Work to complete:
Your answer should be the exact lines of the data below from the one containing "pub struct PolicyId(pub i64);" through the one containing "pub enum PolicyStatus"; please include nothing else.

(Stored data entries)
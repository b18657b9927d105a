mod service;

pub use service::{SettingsService, API_URL_ENV};
use std::fmt;

use chrono::{DateTime, Utc};
use serde::de::IgnoredAny;
use serde::{Deserialize, Deserializer, Serialize};

use crate::utils::date::parse_expiration;

/// Identifier assigned by the policy API. Never generated client side.
#[derive(Debug, Clone, Copy, PartialEq, Eq, Hash, PartialOrd, Ord, Serialize, Deserialize)]
#[serde(transparent)]
pub struct PolicyId(pub i64);

impl fmt::Display for PolicyId {
    fn fmt(&self, f: &mut fmt::Formatter<'_>) -> fmt::Result {
        write!(f, "{}", self.0)
    }
}

/// Lowercase on the wire. Reading is case-insensitive and anything the
/// dashboard does not know reads as `Active`.
#[derive(Debug, Clone, Copy, PartialEq, Eq, Default, Serialize)]
#[serde(rename_all = "lowercase")]
pub enum PolicyStatus {
    /// Mail goes out when the countdown reaches zero
    #[default]
    Active,
    /// Paused by the owner
    Inactive,
}

impl<'de> Deserialize<'de> for PolicyStatus {
    fn deserialize<D>(deserializer: D) -> Result<Self, D::Error>
    where
        D: Deserializer<'de>,
    {
        #[derive(Deserialize)]
        #[serde(untagged)]
        enum RawStatus {
            Text(String),
            Other(IgnoredAny),
        }

        Ok(match RawStatus::deserialize(deserializer)? {
            RawStatus::Text(text) if text.trim().eq_ignore_ascii_case("inactive") => {
                PolicyStatus::Inactive
            }
            RawStatus::Text(text) => {
                if !text.trim().eq_ignore_ascii_case("active") {
                    log::debug!("Unknown policy status '{}', treating as active", text);
                }
                PolicyStatus::Active
            }
            RawStatus::Other(_) => PolicyStatus::Active,
        })
    }
}

impl PolicyStatus {
    pub fn label(&self) -> &'static str {
        match self {
            PolicyStatus::Active => "Active",
            PolicyStatus::Inactive => "Inactive",
        }
    }
}

/// A dead man's switch record as returned by the API.
#[derive(Debug, Clone, PartialEq, Eq, Serialize, Deserialize)]
pub struct Policy {
    pub id: PolicyId,
    #[serde(default, skip_serializing_if = "Option::is_none")]
    pub sender_id: Option<i64>,
    #[serde(default)]
    pub recipients: String,
    #[serde(default)]
    pub subject: String,
    #[serde(default)]
    pub body: String,
    #[serde(default, deserialize_with = "deserialize_expiration")]
    pub expiration_date: String,
    #[serde(default, with = "attachment_list")]
    pub attachments: Vec<String>,
    #[serde(default)]
    pub status: PolicyStatus,
}

impl Policy {
    /// Absolute expiration instant, or `None` when the wire value is malformed.
    pub fn expires_at(&self) -> Option<DateTime<Utc>> {
        parse_expiration(&self.expiration_date)
    }

    pub fn recipient_list(&self) -> Vec<&str> {
        split_recipients(&self.recipients)
    }

    /// Seeds an edit form with the current values.
    pub fn to_draft(&self) -> PolicyDraft {
        PolicyDraft {
            recipients: self.recipients.clone(),
            subject: self.subject.clone(),
            body: self.body.clone(),
            expiration_date: self.expiration_date.clone(),
            attachments: self.attachments.clone(),
            status: self.status,
        }
    }
}

/// Request body for creating or updating a policy.
#[derive(Debug, Clone, PartialEq, Eq, Serialize, Deserialize, Default)]
pub struct PolicyDraft {
    pub recipients: String,
    pub subject: String,
    pub body: String,
    pub expiration_date: String,
    #[serde(with = "attachment_list")]
    pub attachments: Vec<String>,
    pub status: PolicyStatus,
}

impl PolicyDraft {
    pub fn validate(&self) -> Result<(), String> {
        if split_recipients(&self.recipients).is_empty() {
            return Err("At least one recipient is required".to_string());
        }

        if let Some(bad) = split_recipients(&self.recipients)
            .into_iter()
            .find(|recipient| !recipient.contains('@'))
        {
            return Err(format!("'{}' is not an email address", bad));
        }

        if self.subject.trim().is_empty() {
            return Err("Subject cannot be empty".to_string());
        }

        if parse_expiration(&self.expiration_date).is_none() {
            return Err("Expiration date is missing or not a valid date".to_string());
        }

        Ok(())
    }

    /// Adds an attachment name unless it is blank or already listed.
    pub fn add_attachment(&mut self, name: impl Into<String>) -> bool {
        let name = name.into();
        let name = name.trim();
        if name.is_empty() || self.attachments.iter().any(|existing| existing == name) {
            return false;
        }
        self.attachments.push(name.to_string());
        true
    }

    pub fn remove_attachment(&mut self, name: &str) -> bool {
        let before = self.attachments.len();
        self.attachments.retain(|existing| existing != name);
        before != self.attachments.len()
    }
}

/// Recipients are entered space separated; commas and semicolons are tolerated.
pub fn split_recipients(raw: &str) -> Vec<&str> {
    raw.split(|c: char| c.is_whitespace() || c == ',' || c == ';')
        .filter(|part| !part.is_empty())
        .collect()
}

fn deserialize_expiration<'de, D>(deserializer: D) -> Result<String, D::Error>
where
    D: Deserializer<'de>,
{
    #[derive(Deserialize)]
    #[serde(untagged)]
    enum RawExpiration {
        Text(String),
        Seconds(i64),
        Fractional(f64),
        Missing(()),
        Other(IgnoredAny),
    }

    // Anything unreadable becomes "", which counts as already expired
    Ok(match RawExpiration::deserialize(deserializer)? {
        RawExpiration::Text(text) => text,
        RawExpiration::Seconds(secs) => secs.to_string(),
        RawExpiration::Fractional(secs) => (secs.trunc() as i64).to_string(),
        RawExpiration::Missing(()) => String::new(),
        RawExpiration::Other(_) => String::new(),
    })
}

/// Attachments travel as one comma-joined string of file names.
pub mod attachment_list {
    use serde::{Deserialize, Deserializer, Serializer};

    pub fn serialize<S>(names: &[String], serializer: S) -> Result<S::Ok, S::Error>
    where
        S: Serializer,
    {
        serializer.serialize_str(&join(names))
    }

    pub fn deserialize<'de, D>(deserializer: D) -> Result<Vec<String>, D::Error>
    where
        D: Deserializer<'de>,
    {
        #[derive(Deserialize)]
        #[serde(untagged)]
        enum RawAttachments {
            Joined(String),
            List(Vec<String>),
            Missing(()),
        }

        Ok(match RawAttachments::deserialize(deserializer)? {
            RawAttachments::Joined(joined) => split(&joined),
            RawAttachments::List(list) => list
                .into_iter()
                .map(|name| name.trim().to_string())
                .filter(|name| !name.is_empty())
                .collect(),
            RawAttachments::Missing(()) => Vec::new(),
        })
    }

    pub fn split(joined: &str) -> Vec<String> {
        joined
            .split(',')
            .map(str::trim)
            .filter(|name| !name.is_empty())
            .map(str::to_string)
            .collect()
    }

    pub fn join(names: &[String]) -> String {
        names.join(",")
    }
}
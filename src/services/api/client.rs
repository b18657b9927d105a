use std::time::Duration;

use anyhow::{Context, Result};
use async_trait::async_trait;
use reqwest::header::AUTHORIZATION;
use reqwest::{Client, Method, RequestBuilder, Response};
use serde::de::DeserializeOwned;

use super::{ApiError, AuthToken, Credentials, PolicyApi, TokenResponse, UserAccount};
use crate::models::policy::{Policy, PolicyDraft, PolicyId};
use crate::models::settings::Settings;

const POLICIES_PATH: &str = "auth/users/me/policies";

/// reqwest-backed client for the policy API.
pub struct HttpPolicyApi {
    client: Client,
    base_url: String,
    max_response_bytes: usize,
}

impl HttpPolicyApi {
    pub fn new(settings: &Settings) -> Result<Self> {
        let base_url = settings.api_url.trim().trim_end_matches('/').to_string();
        if !(base_url.starts_with("http://") || base_url.starts_with("https://")) {
            return Err(ApiError::InvalidUrl(base_url).into());
        }

        let client = Client::builder()
            .timeout(Duration::from_secs(settings.request_timeout_secs.max(1)))
            .build()
            .context("Failed to build policy API HTTP client")?;

        Ok(Self {
            client,
            base_url,
            max_response_bytes: 5 * 1024 * 1024,
        })
    }

    pub fn base_url(&self) -> &str {
        &self.base_url
    }

    pub fn endpoint(&self, path: &str) -> String {
        format!("{}/{}", self.base_url, path.trim_start_matches('/'))
    }

    fn policy_path(id: PolicyId) -> String {
        format!("{}/{}", POLICIES_PATH, id)
    }

    fn request(&self, method: Method, path: &str, token: Option<&AuthToken>) -> RequestBuilder {
        log::debug!("{} {}", method, path);
        let builder = self.client.request(method, self.endpoint(path));
        match token {
            Some(token) => builder.header(AUTHORIZATION, format!("Bearer {}", token.as_str())),
            None => builder,
        }
    }

    async fn send_json<T: DeserializeOwned>(&self, request: RequestBuilder) -> Result<T, ApiError> {
        let response = request.send().await?;
        let bytes = self.read_checked(response).await?;
        Ok(serde_json::from_slice(&bytes)?)
    }

    async fn send_empty(&self, request: RequestBuilder) -> Result<(), ApiError> {
        let response = request.send().await?;
        self.read_checked(response).await?;
        Ok(())
    }

    async fn read_checked(&self, response: Response) -> Result<Vec<u8>, ApiError> {
        let status = response.status();

        if let Some(content_length) = response.content_length() {
            if content_length as usize > self.max_response_bytes {
                return Err(ApiError::TooLarge {
                    size: content_length as usize,
                    limit: self.max_response_bytes,
                });
            }
        }

        let bytes = response.bytes().await?;
        if bytes.len() > self.max_response_bytes {
            return Err(ApiError::TooLarge {
                size: bytes.len(),
                limit: self.max_response_bytes,
            });
        }

        if !status.is_success() {
            return Err(ApiError::from_status(
                status.as_u16(),
                &String::from_utf8_lossy(&bytes),
            ));
        }

        Ok(bytes.to_vec())
    }
}

#[async_trait(?Send)]
impl PolicyApi for HttpPolicyApi {
    async fn sign_in(&self, credentials: &Credentials) -> Result<AuthToken, ApiError> {
        let request = self.request(Method::POST, "auth/signin", None)
            .json(credentials);
        let response: TokenResponse = self.send_json(request).await?;
        if let Some(kind) = response.token_type.as_deref() {
            if !kind.eq_ignore_ascii_case("bearer") {
                log::warn!("Unexpected token type '{}' from sign-in", kind);
            }
        }
        Ok(AuthToken::new(response.token))
    }

    async fn sign_up(&self, credentials: &Credentials) -> Result<UserAccount, ApiError> {
        let request = self.request(Method::POST, "auth/signup", None)
            .json(credentials);
        self.send_json(request).await
    }

    async fn current_user(&self, token: &AuthToken) -> Result<UserAccount, ApiError> {
        self.send_json(self.request(Method::GET, "auth/users/me", Some(token)))
            .await
    }

    async fn list_policies(&self, token: &AuthToken) -> Result<Vec<Policy>, ApiError> {
        self.send_json(self.request(Method::GET, POLICIES_PATH, Some(token)))
            .await
    }

    async fn get_policy(&self, token: &AuthToken, id: PolicyId) -> Result<Policy, ApiError> {
        self.send_json(self.request(Method::GET, &Self::policy_path(id), Some(token)))
            .await
    }

    async fn create_policy(
        &self,
        token: &AuthToken,
        draft: &PolicyDraft,
    ) -> Result<Policy, ApiError> {
        let request = self.request(Method::POST, POLICIES_PATH, Some(token))
            .json(draft);
        self.send_json(request).await
    }

    async fn update_policy(
        &self,
        token: &AuthToken,
        id: PolicyId,
        draft: &PolicyDraft,
    ) -> Result<Policy, ApiError> {
        let request = self.request(Method::PUT, &Self::policy_path(id), Some(token))
            .json(draft);
        self.send_json(request).await
    }

    async fn delete_policy(&self, token: &AuthToken, id: PolicyId) -> Result<(), ApiError> {
        self.send_empty(self.request(Method::DELETE, &Self::policy_path(id), Some(token)))
            .await
    }
}
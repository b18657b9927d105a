mod confirm;
mod lifecycle;
mod login;
mod policy_form;
mod policy_table;
mod status_bar;
mod toast;

use self::confirm::ConfirmDialogState;
use self::login::LoginFormState;
use self::policy_form::PolicyFormState;
use self::toast::ToastManager;
use crate::models::settings::Settings;
use crate::services::settings::SettingsService;
use crate::services::worker::{DashboardSnapshot, DashboardWorker};

const MIN_ROOT_WIDTH: f32 = 720.0;
const MIN_ROOT_HEIGHT: f32 = 420.0;

pub struct DashboardApp {
    worker: DashboardWorker,
    settings: Settings,
    settings_service: SettingsService,
    /// Latest state published by the worker, refreshed every frame
    snapshot: DashboardSnapshot,
    login: LoginFormState,
    form: Option<PolicyFormState>,
    /// Serial of the last edit target turned into a form
    opened_edit: u64,
    confirm_dialog: ConfirmDialogState,
    toast_manager: ToastManager,
    is_dark: bool,
}

impl eframe::App for DashboardApp {
    fn update(&mut self, ctx: &egui::Context, frame: &mut eframe::Frame) {
        self.handle_update(ctx, frame);
    }

    fn on_exit(&mut self, _gl: Option<&eframe::glow::Context>) {
        self.handle_exit();
    }
}

pub fn native_options() -> eframe::NativeOptions {
    eframe::NativeOptions {
        viewport: egui::ViewportBuilder::default()
            .with_title("Dead Man's Switch")
            .with_inner_size([1100.0, 640.0])
            .with_min_inner_size([MIN_ROOT_WIDTH, MIN_ROOT_HEIGHT]),
        ..Default::default()
    }
}
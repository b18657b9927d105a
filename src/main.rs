// Dead Man's Switch Dashboard
// Main entry point

use dms_dashboard::services::settings::SettingsService;
use dms_dashboard::ui_egui::{native_options, DashboardApp};

fn main() -> eframe::Result {
    env_logger::Builder::from_env(env_logger::Env::default().default_filter_or("info")).init();

    log::info!("Starting Dead Man's Switch dashboard");

    let settings_service = SettingsService::default_location();
    let settings = settings_service.load_effective();
    log::info!(
        "Loaded settings from {} (refresh every {}s)",
        settings_service.path().display(),
        settings.refresh_interval_secs
    );

    eframe::run_native(
        "Dead Man's Switch",
        native_options(),
        Box::new(move |cc| {
            let app = DashboardApp::new(cc, settings, settings_service)?;
            Ok(Box::new(app))
        }),
    )
}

Task answer:
pub struct PolicyId(pub i64);

impl fmt::Display for PolicyId {
    fn fmt(&self, f: &mut fmt::Formatter<'_>) -> fmt::Result {
        write!(f, "{}", self.0)
    }
}

/// Lowercase on the wire. Reading is case-insensitive and anything the
/// dashboard does not know reads as `Active`.
#[derive(Debug, Clone, Copy, PartialEq, Eq, Default, Serialize)]
#[serde(rename_all = "lowercase")]
pub enum PolicyStatus {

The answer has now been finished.